Other than Martin, the Pirates will return most key pieces from their surprisingly terrific 2014 group of hitters. Andrew McCutchen will again lead the way, and there's no reason to think he won't continue to post exceptional numbers. Starling Marte could join him after a brilliant 2014 second half that looks like it might be the beginning of a breakout. And third baseman Josh Harrison came out of nowhere last season to hit .315/.347/.490.

Expecting Harrison to do that again might be a bit much. His outstanding 2014 was fueled, in part, by hard-hit balls, and he should continue to provide at least some percentage of all the stinging line drives he hit last season. But there's little in his previous track record to suggest 2014 was coming. That's not a slight, either -- there were entire weeks in 2014 when it seemed like Harrison did something heroic every night, whether that meant crucial hits, diving stops at third, absurd catches in the outfield, or wild escapes from rundowns.

The Pirates could, however, get more from right fielder Gregory Polanco, who joins McCutchen and Marte in what could quickly become baseball's best outfield. The Pirates traded fellow lefty outfielder Travis Snider to the Orioles for two pitching prospects this offseason, a somewhat surprising move given that Snider was helpful in a part-time role last year. (More on Snider later.) The trade was, however, a vote of confidence in Polanco. Even in a tough rookie 2014 season, the ultra-toolsy Polanco recorded 30 walks in 312 plate appearances, consistent with the plate discipline he demonstrated in the minors. He has a chance to take a big step forward in 2015, and not only because his stride is about as long as an ostrich's. He should provide the Pirates with a little, or maybe a lot, more of this:

Neil Walker and Jordy Mercer will again man the middle infield, with the key variable there being Walker's health -- Walker had what might turn out to be a career season in 2014, but he was slowed by back injuries. If he's unavailable, or if Mercer falters, Kang could step in. The rest of the Pirates' position players are so good that it's tempting to stop there and treat Walker as a footnote, but the Bucs' hometown hero has become a key offensive cog in his own right, tying Brian Dozier for most home runs among second basemen last season.

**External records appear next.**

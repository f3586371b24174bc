use axum::{
    Json,
    body::Bytes,
    extract::State,
    response::Html,
};
use extract::MindMap;
use serde_json::Value;
use std::sync::Arc;
use tracing::{error, info, warn};

use crate::error::ApiError;
use crate::metrics::{MetricsSnapshot, TimedOperation};
use crate::state::AppState;

pub const BANNER: &str = "<h2>MindMapr API is running. POST text to /mindmap</h2>";

pub async fn home() -> Html<&'static str> {
    Html(BANNER)
}

#[tracing::instrument(skip_all, fields(request_id = %uuid::Uuid::new_v4()))]
pub async fn mindmap(
    State(state): State<Arc<AppState>>,
    body: Bytes,
) -> Result<Json<MindMap>, ApiError> {
    let text = match text_field(&body) {
        Ok(text) => text,
        Err(e) => {
            state.metrics.record_request(false);
            warn!(body_len = body.len(), error = %e, "Rejected mind map request");
            return Err(e);
        }
    };

    let timer = TimedOperation::start();
    let mindmap = match state.extractor.extract(&text).await {
        Ok(mindmap) => mindmap,
        Err(e) => {
            state.metrics.record_request(false);
            error!(text_len = text.len(), error = ?e, "Mind map extraction failed");
            return Err(ApiError::Engine(e));
        }
    };
    let elapsed = timer.elapsed();

    state.metrics.record_request(true);
    state
        .metrics
        .record_extract(elapsed, mindmap.nodes.len(), mindmap.edges.len());

    info!(
        text_len = text.len(),
        nodes = mindmap.nodes.len(),
        edges = mindmap.edges.len(),
        elapsed_ms = elapsed.as_millis() as u64,
        "Built mind map"
    );

    Ok(Json(mindmap))
}

pub async fn stats(State(state): State<Arc<AppState>>) -> Json<MetricsSnapshot> {
    Json(state.metrics.snapshot())
}

/// Pull `text` out of a JSON object body. Content-Type is not checked.
fn text_field(body: &[u8]) -> Result<String, ApiError> {
    let Ok(Value::Object(mut fields)) = serde_json::from_slice::<Value>(body) else {
        return Err(ApiError::MissingText);
    };

    match fields.remove("text") {
        Some(Value::String(text)) => Ok(text),
        Some(_) => Err(ApiError::InvalidText),
        None => Err(ApiError::MissingText),
    }
}

#[cfg(test)]
mod tests {
    use super::*;

    #[test]
    fn test_text_field() {
        assert_eq!(text_field(br#"{"text": "hi"}"#).unwrap(), "hi");
        assert_eq!(text_field(br#"{"text": "", "extra": 1}"#).unwrap(), "");
    }

    #[test]
    fn test_missing_text() {
        let bodies: [&[u8]; 6] = [b"", b"not json", b"{}", br#"{"txt": "a"}"#, br#"["text"]"#, b"null"];
        for body in bodies {
            assert!(matches!(text_field(body), Err(ApiError::MissingText)));
        }
    }

    #[test]
    fn test_non_string_text() {
        let bodies: [&[u8]; 3] = [br#"{"text": 3}"#, br#"{"text": null}"#, br#"{"text": ["a"]}"#];
        for body in bodies {
            assert!(matches!(text_field(body), Err(ApiError::InvalidText)));
        }
    }
}
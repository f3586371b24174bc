pub mod rules;
pub mod schema;

pub use schema::{Edge, MindMap, Node};

use anyhow::{Context, Result};
use nlp::{Annotator, Doc};
use std::collections::BTreeSet;
use std::sync::Arc;
use tracing::debug;

/// Turns text into a mind map using an injected annotation engine.
#[derive(Clone)]
pub struct Extractor {
    annotator: Arc<dyn Annotator>,
}

impl Extractor {
    pub fn new(annotator: Arc<dyn Annotator>) -> Self {
        Self { annotator }
    }

    /// Annotate `text` and extract its nodes and edges.
    pub async fn extract(&self, text: &str) -> Result<MindMap> {
        let doc = self
            .annotator
            .annotate(text)
            .await
            .context("Failed to annotate text")?;

        let mindmap = build_mindmap(&doc);

        debug!(
            tokens = doc.len(),
            nodes = mindmap.nodes.len(),
            edges = mindmap.edges.len(),
            "Extracted mind map"
        );

        Ok(mindmap)
    }
}

/// Noun chunks become nodes; subject–verb–object patterns become edges.
///
/// Node ids are exact trimmed strings, so "The cat" and "the cat" stay
/// distinct. Edge endpoints are always added as nodes.
pub fn build_mindmap(doc: &Doc) -> MindMap {
    let mut nodes: BTreeSet<String> = doc
        .noun_chunks()
        .iter()
        .map(|chunk| chunk.text().trim().to_string())
        .collect();

    let mut edges = Vec::new();
    for token in doc.tokens() {
        if let Some(edge) = rules::relation_at(doc, token.index) {
            nodes.insert(edge.source.clone());
            nodes.insert(edge.target.clone());
            edges.push(edge);
        }
    }

    MindMap {
        nodes: nodes.into_iter().map(|id| Node { id }).collect(),
        edges,
    }
}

The Pirates re-signed Francisco Liriano this offseason for three years and $39 million, more than doubling their previous largest-ever free agent contract. He'll join Gerrit Cole at the top of the Bucs' rotation, with Burnett, Charlie Morton and either Vance Worley or Jeff Locke (likely Worley) also involved.

Here's the key to the Pirates' rotation strategy:

Morton 55.7
Liriano 54.4
Burnett 50.9
Locke 50.5
Worley 49.4
Cole 49.2

The MLB average ground ball percentage last year was 44.8%. Everyone who might be in the Pirates' rotation this year is a ground ball pitcher. Edinson Volquez, who was in their rotation last year, was a ground ball pitcher (50.4%). Burnett, in his last season with the Pirates, had the second highest ground ball percentage of any qualifying pitcher in baseball.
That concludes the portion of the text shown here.